[Dataset entries]
——
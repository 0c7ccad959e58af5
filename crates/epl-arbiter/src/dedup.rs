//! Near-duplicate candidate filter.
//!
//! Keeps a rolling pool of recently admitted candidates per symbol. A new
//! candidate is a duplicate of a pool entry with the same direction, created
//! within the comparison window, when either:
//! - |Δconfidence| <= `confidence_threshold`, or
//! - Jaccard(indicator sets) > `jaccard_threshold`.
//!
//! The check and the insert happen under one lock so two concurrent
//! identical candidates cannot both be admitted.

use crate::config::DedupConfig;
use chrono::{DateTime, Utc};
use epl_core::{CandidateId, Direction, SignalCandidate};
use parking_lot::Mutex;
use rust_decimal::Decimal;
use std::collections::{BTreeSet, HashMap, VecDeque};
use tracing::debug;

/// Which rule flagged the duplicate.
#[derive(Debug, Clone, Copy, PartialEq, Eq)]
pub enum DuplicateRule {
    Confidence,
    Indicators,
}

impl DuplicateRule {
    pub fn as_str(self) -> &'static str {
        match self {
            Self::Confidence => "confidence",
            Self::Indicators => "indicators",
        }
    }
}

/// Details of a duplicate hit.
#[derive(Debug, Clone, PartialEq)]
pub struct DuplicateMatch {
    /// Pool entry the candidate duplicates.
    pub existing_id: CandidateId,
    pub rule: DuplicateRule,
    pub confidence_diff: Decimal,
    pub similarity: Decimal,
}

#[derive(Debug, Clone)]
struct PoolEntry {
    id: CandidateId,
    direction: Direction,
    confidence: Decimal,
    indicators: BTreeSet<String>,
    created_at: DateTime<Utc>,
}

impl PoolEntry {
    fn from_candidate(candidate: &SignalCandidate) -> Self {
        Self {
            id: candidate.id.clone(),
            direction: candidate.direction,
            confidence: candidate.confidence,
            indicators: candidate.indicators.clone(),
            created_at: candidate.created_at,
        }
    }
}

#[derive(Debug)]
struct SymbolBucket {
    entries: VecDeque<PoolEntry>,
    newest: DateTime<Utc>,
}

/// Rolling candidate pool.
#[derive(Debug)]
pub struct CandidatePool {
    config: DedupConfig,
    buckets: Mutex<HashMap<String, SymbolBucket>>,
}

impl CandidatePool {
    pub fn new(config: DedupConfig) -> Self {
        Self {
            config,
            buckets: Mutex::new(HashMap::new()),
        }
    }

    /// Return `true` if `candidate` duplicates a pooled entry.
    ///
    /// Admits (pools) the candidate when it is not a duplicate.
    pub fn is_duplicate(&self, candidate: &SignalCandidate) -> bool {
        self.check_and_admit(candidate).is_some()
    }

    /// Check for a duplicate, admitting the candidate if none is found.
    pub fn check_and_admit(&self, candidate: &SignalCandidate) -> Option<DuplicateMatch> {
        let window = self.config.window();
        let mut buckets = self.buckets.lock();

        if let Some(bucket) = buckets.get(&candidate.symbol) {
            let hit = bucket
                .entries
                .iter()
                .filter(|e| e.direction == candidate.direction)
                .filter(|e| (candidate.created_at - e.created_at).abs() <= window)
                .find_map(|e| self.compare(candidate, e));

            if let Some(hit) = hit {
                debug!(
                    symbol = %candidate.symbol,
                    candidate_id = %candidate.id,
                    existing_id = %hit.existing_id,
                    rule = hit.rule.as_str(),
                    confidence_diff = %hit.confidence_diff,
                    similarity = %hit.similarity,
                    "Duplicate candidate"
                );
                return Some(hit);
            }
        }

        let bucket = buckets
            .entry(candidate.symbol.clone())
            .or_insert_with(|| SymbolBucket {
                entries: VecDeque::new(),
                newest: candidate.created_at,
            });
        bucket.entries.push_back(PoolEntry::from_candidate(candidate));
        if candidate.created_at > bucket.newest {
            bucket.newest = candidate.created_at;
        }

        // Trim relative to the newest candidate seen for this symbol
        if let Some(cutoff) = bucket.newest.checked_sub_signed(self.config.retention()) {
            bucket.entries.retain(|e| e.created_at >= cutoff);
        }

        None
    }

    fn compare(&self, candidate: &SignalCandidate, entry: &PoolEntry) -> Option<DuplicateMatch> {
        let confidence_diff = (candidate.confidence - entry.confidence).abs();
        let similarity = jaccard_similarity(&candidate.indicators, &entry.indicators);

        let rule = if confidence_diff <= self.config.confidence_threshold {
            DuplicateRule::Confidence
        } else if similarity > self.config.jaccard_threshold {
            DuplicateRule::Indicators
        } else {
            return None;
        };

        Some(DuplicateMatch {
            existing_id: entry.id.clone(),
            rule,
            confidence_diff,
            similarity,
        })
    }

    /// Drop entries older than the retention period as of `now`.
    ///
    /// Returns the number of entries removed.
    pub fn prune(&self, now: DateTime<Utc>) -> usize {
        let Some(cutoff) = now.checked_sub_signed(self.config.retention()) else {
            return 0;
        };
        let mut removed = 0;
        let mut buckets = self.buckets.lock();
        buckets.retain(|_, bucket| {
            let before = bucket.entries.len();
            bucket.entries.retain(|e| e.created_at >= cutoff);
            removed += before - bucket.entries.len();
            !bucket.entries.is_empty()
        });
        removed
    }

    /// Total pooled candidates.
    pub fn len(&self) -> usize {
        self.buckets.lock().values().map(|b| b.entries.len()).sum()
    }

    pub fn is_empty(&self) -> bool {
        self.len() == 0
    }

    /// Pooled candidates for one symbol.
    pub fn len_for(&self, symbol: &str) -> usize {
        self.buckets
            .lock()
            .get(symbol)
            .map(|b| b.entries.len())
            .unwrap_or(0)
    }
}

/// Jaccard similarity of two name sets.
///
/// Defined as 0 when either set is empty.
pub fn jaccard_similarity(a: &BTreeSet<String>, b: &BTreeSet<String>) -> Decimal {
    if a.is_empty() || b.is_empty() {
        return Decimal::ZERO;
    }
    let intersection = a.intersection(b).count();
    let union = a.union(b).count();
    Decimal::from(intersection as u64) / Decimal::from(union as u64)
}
——
• _WHAT NEEDS TO BE DONE_
Go through the data and return each line where the word "Mutex" appears.

• _ANSWER FOR THIS EXERCISE_
use parking_lot::Mutex;
    buckets: Mutex<HashMap<String, SymbolBucket>>,
            buckets: Mutex::new(HashMap::new()),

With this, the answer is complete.